TASK TO COMPLETE:
A complete response lists each line of the data below that includes the word "newest".

** Opening GIVEN ENTRIES block **

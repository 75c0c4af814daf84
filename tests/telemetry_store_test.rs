//! Integration tests for the telemetry store: retention, wraparound, gaps
//! and concurrent access.

use lab_monitor::telemetry::{ChannelSpec, Resolution, TelemetryStore};
use std::sync::Arc;
use std::thread;

fn single_channel(key: &str, columns: &[&str], days: u32) -> TelemetryStore {
    TelemetryStore::new(&[ChannelSpec::new(key, columns, Resolution::Fast)], days)
        .expect("Failed to build store")
}

#[test]
fn one_day_of_minutes_keeps_the_last_1440_samples() {
    let store = single_channel("MAG", &["Bx"], 1);

    for n in 1..=1500 {
        store
            .update_channel("MAG", f64::from(n) * 60.0, &[f64::from(n)])
            .unwrap();
    }

    let snapshot = store.snapshot("MAG").unwrap();
    assert_eq!(snapshot.data.len(), 1440);
    assert_eq!(snapshot.data.filled(), 1440);

    let bx = snapshot.column("Bx").unwrap();
    assert_eq!(bx[0], 61.0);
    assert_eq!(bx[1439], 1500.0);
    assert!(bx.windows(2).all(|w| w[1] - w[0] == 1.0));
    assert!(snapshot
        .data
        .timestamps
        .windows(2)
        .all(|w| w[0] < w[1]));
}

#[test]
fn capacity_plus_one_writes_wrap_once() {
    let specs = [ChannelSpec::new("RADON", &["mu", "sigma"], Resolution::Slow)];
    let store = TelemetryStore::new(&specs, 1).unwrap();
    let capacity = 144;

    for n in 0..=capacity {
        let v = n as f64;
        store.update_channel("RADON", v, &[v, v / 10.0]).unwrap();
    }

    let snapshot = store.snapshot("RADON").unwrap();
    assert_eq!(snapshot.data.len(), capacity);
    let newest = capacity as f64;
    let matching = snapshot
        .data
        .timestamps
        .iter()
        .filter(|&&t| t == newest)
        .count();
    assert_eq!(matching, 1);
    assert_eq!(snapshot.data.timestamps[capacity - 1], newest);
    assert_eq!(snapshot.data.timestamps[0], 1.0);
}

#[test]
fn missed_cycle_leaves_a_nan_row() {
    let store = single_channel("UPS", &["LINEV", "BCHARGE", "TIMELEFT"], 1);
    store.update_channel("UPS", 60.0, &[230.0, 100.0, 45.0]).unwrap();
    store.mark_gap("UPS").unwrap();
    store.update_channel("UPS", 180.0, &[229.0, 99.0, 44.0]).unwrap();

    let snapshot = store.snapshot("UPS").unwrap();
    let n = snapshot.data.len();
    let linev = snapshot.column("LINEV").unwrap();
    assert_eq!(linev[n - 1], 229.0);
    assert!(linev[n - 2].is_nan());
    assert!(snapshot.data.timestamps[n - 2].is_nan());
    assert_eq!(linev[n - 3], 230.0);
}

#[test]
fn unknown_channel_and_wrong_width_are_errors() {
    let store = single_channel("FIRE", &["status_code"], 1);
    assert!(store.update_channel("NOPE", 1.0, &[1.0]).is_err());
    assert!(store.update_channel("FIRE", 1.0, &[1.0, 2.0]).is_err());
    assert!(store.snapshot("NOPE").is_err());
}

/// Writers store rows whose values all equal the timestamp; any torn row
/// would show a mismatch.
#[test]
fn concurrent_writers_and_readers_never_see_torn_rows() {
    let specs = [
        ChannelSpec::new("A", &["x", "y", "z"], Resolution::Fast),
        ChannelSpec::new("B", &["x", "y", "z"], Resolution::Fast),
    ];
    let store = Arc::new(TelemetryStore::new(&specs, 1).unwrap());
    let mut handles = Vec::new();

    for key in ["A", "B"] {
        let store = Arc::clone(&store);
        handles.push(thread::spawn(move || {
            for n in 0..5_000u32 {
                let v = f64::from(n);
                store.update_channel(key, v, &[v, v, v]).unwrap();
            }
        }));
    }

    for key in ["A", "B"] {
        let store = Arc::clone(&store);
        handles.push(thread::spawn(move || {
            for _ in 0..200 {
                let snapshot = store.snapshot(key).unwrap();
                for row in 0..snapshot.data.len() {
                    let values = snapshot.data.row(row).unwrap();
                    let t = values[0];
                    if t.is_nan() {
                        assert!(values.iter().all(|v| v.is_nan()));
                    } else {
                        assert!(values.iter().all(|&v| v == t), "torn row {values:?}");
                    }
                }
            }
        }));
    }

    for handle in handles {
        handle.join().expect("thread panicked");
    }

    let a = store.snapshot("A").unwrap();
    assert_eq!(a.data.row(a.data.len() - 1).unwrap()[0], 4_999.0);
}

** Closing GIVEN ENTRIES block **

WRITTEN ANSWER:
    let newest = capacity as f64;
        .filter(|&&t| t == newest)
    assert_eq!(snapshot.data.timestamps[capacity - 1], newest);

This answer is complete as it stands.